Pick out the lines below that include the string "OutputFormat".

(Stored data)
================

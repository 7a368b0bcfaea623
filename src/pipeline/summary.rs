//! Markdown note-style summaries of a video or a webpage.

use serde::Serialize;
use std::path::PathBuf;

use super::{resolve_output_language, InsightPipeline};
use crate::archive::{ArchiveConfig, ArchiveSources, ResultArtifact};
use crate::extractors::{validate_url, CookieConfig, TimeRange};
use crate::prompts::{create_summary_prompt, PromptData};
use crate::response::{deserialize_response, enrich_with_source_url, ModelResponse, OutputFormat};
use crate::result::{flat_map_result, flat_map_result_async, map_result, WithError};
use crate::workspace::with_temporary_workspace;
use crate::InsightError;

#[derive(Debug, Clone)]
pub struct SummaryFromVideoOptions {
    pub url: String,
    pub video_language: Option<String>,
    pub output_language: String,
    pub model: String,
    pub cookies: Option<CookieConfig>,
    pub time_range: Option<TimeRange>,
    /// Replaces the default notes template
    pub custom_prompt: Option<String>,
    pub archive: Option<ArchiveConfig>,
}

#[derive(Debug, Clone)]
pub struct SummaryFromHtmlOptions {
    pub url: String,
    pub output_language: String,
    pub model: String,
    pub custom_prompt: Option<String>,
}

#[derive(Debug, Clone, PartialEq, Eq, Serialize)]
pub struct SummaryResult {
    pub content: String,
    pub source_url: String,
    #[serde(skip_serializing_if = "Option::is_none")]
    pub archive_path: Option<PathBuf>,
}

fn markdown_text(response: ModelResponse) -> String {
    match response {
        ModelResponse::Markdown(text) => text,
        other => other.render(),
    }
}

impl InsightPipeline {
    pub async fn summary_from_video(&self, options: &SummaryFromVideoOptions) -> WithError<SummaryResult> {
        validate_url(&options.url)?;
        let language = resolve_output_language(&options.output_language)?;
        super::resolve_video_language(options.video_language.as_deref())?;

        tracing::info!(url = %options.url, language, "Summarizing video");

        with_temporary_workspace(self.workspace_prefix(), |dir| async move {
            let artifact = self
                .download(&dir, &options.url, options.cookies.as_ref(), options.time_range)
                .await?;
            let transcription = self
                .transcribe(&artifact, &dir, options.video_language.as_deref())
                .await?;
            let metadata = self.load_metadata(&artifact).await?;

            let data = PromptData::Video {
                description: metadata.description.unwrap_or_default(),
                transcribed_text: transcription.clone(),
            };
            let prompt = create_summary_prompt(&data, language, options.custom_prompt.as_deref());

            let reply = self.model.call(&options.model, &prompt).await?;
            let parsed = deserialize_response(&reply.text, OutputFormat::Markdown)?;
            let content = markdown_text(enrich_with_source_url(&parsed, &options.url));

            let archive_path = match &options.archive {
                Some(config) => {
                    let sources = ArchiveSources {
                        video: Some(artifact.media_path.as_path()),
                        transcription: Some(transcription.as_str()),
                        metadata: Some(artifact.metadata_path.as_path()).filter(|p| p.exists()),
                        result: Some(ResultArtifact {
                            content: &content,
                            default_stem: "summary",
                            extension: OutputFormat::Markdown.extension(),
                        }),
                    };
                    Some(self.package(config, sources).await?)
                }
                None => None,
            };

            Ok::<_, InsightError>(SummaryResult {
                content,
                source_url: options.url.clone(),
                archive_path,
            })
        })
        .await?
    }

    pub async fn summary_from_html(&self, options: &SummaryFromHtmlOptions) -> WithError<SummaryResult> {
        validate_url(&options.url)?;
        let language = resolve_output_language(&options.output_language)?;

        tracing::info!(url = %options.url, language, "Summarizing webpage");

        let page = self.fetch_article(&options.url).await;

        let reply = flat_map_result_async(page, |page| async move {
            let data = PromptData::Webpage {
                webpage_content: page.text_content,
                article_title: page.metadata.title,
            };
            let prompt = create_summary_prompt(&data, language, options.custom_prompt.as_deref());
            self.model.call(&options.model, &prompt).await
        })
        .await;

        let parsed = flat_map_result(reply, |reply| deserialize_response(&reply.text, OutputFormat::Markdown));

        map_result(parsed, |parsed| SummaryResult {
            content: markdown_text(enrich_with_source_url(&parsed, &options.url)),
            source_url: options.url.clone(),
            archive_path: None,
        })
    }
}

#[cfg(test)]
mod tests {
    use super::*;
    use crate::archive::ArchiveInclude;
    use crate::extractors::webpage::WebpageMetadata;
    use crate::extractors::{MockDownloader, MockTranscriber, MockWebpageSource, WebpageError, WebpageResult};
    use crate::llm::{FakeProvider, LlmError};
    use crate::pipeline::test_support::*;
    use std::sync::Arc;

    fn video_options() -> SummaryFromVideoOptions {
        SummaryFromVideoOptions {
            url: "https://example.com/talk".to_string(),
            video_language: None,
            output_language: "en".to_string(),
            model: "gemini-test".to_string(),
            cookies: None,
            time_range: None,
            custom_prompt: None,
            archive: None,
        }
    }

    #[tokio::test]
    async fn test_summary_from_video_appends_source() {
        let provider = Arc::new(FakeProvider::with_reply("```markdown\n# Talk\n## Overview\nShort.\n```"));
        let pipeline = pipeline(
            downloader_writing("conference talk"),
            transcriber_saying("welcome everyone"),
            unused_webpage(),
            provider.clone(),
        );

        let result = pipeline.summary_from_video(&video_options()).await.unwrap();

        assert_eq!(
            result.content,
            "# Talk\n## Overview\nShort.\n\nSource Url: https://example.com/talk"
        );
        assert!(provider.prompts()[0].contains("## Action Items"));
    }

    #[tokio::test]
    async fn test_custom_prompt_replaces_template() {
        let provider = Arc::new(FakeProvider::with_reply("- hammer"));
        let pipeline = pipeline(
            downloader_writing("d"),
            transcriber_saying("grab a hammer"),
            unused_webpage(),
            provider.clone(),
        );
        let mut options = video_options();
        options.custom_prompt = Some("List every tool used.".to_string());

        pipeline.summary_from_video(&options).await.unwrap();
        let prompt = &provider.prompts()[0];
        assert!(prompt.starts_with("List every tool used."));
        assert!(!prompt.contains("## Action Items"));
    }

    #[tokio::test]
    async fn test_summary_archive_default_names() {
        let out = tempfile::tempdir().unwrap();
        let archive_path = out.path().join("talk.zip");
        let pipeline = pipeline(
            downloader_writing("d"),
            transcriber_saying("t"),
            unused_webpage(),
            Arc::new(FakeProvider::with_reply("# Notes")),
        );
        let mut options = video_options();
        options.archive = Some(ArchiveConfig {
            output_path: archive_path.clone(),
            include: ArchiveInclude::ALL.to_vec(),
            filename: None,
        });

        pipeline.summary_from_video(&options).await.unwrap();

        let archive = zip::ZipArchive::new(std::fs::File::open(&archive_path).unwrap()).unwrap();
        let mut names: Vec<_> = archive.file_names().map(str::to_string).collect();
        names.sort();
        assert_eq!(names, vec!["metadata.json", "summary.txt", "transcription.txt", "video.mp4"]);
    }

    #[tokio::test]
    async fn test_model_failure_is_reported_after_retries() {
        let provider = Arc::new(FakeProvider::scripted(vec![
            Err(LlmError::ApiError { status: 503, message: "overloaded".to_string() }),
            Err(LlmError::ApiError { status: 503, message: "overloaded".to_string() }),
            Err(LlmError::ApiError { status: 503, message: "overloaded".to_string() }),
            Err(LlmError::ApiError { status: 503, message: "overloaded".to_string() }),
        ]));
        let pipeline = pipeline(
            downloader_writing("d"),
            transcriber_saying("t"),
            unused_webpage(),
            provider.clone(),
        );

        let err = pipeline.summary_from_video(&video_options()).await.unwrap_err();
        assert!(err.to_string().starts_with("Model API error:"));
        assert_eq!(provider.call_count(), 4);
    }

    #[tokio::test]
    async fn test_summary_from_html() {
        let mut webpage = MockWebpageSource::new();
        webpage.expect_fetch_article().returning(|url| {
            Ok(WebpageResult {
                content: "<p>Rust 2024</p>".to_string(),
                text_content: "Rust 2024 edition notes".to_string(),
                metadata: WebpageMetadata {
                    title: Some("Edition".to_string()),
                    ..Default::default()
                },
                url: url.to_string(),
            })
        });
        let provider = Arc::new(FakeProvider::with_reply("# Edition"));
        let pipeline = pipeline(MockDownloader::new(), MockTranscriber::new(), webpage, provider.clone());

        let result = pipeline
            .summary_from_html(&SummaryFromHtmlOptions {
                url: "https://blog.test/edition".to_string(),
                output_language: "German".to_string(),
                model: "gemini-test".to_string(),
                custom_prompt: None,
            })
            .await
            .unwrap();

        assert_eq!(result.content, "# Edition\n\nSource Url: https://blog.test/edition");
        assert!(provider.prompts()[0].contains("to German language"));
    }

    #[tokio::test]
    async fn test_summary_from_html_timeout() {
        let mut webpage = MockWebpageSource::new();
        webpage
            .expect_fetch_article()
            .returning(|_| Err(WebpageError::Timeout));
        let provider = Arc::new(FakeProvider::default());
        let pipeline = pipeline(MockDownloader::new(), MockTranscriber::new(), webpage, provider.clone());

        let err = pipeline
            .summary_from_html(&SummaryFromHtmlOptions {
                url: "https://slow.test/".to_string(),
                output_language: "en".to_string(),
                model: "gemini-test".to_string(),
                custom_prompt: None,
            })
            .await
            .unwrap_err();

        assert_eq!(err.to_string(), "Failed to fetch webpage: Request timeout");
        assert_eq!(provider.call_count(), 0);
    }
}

================

- [ANSWER SECTION]
use crate::response::{deserialize_response, enrich_with_source_url, ModelResponse, OutputFormat};
            let parsed = deserialize_response(&reply.text, OutputFormat::Markdown)?;
                            extension: OutputFormat::Markdown.extension(),
        let parsed = flat_map_result(reply, |reply| deserialize_response(&reply.text, OutputFormat::Markdown));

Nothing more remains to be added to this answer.